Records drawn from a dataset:
----------------

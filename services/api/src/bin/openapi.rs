//! services/api/src/bin/openapi.rs
//!
//! This binary generates the OpenAPI 3.0 specification for the BrainBytes REST
//! API and saves it to `openapi.json`, or to the path given as the first argument.

use api_lib::web::rest::ApiDoc;
use utoipa::OpenApi;

/// Generates the OpenAPI specification and writes it to a file.
fn generate_spec(
    api_doc: utoipa::openapi::OpenApi,
    path: &str,
) -> Result<(), Box<dyn std::error::Error>> {
    let spec_json = api_doc.to_pretty_json()?;
    std::fs::write(path, spec_json)?;
    println!("OpenAPI specification generated at {}", path);
    Ok(())
}

fn main() -> Result<(), Box<dyn std::error::Error>> {
    let path = std::env::args().nth(1).unwrap_or_else(|| "openapi.json".to_string());
    generate_spec(ApiDoc::openapi(), &path)?;
    Ok(())
}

----------------

### Try it
As the answer, set down only the lines from the data above between the one holding "the BrainBytes REST" and the one holding "fn main() ->", inclusive, exactly as they read.

### Answer
//! This binary generates the OpenAPI 3.0 specification for the BrainBytes REST
//! API and saves it to `openapi.json`, or to the path given as the first argument.

use api_lib::web::rest::ApiDoc;
use utoipa::OpenApi;

/// Generates the OpenAPI specification and writes it to a file.
fn generate_spec(
    api_doc: utoipa::openapi::OpenApi,
    path: &str,
) -> Result<(), Box<dyn std::error::Error>> {
    let spec_json = api_doc.to_pretty_json()?;
    std::fs::write(path, spec_json)?;
    println!("OpenAPI specification generated at {}", path);
    Ok(())
}

fn main() -> Result<(), Box<dyn std::error::Error>> {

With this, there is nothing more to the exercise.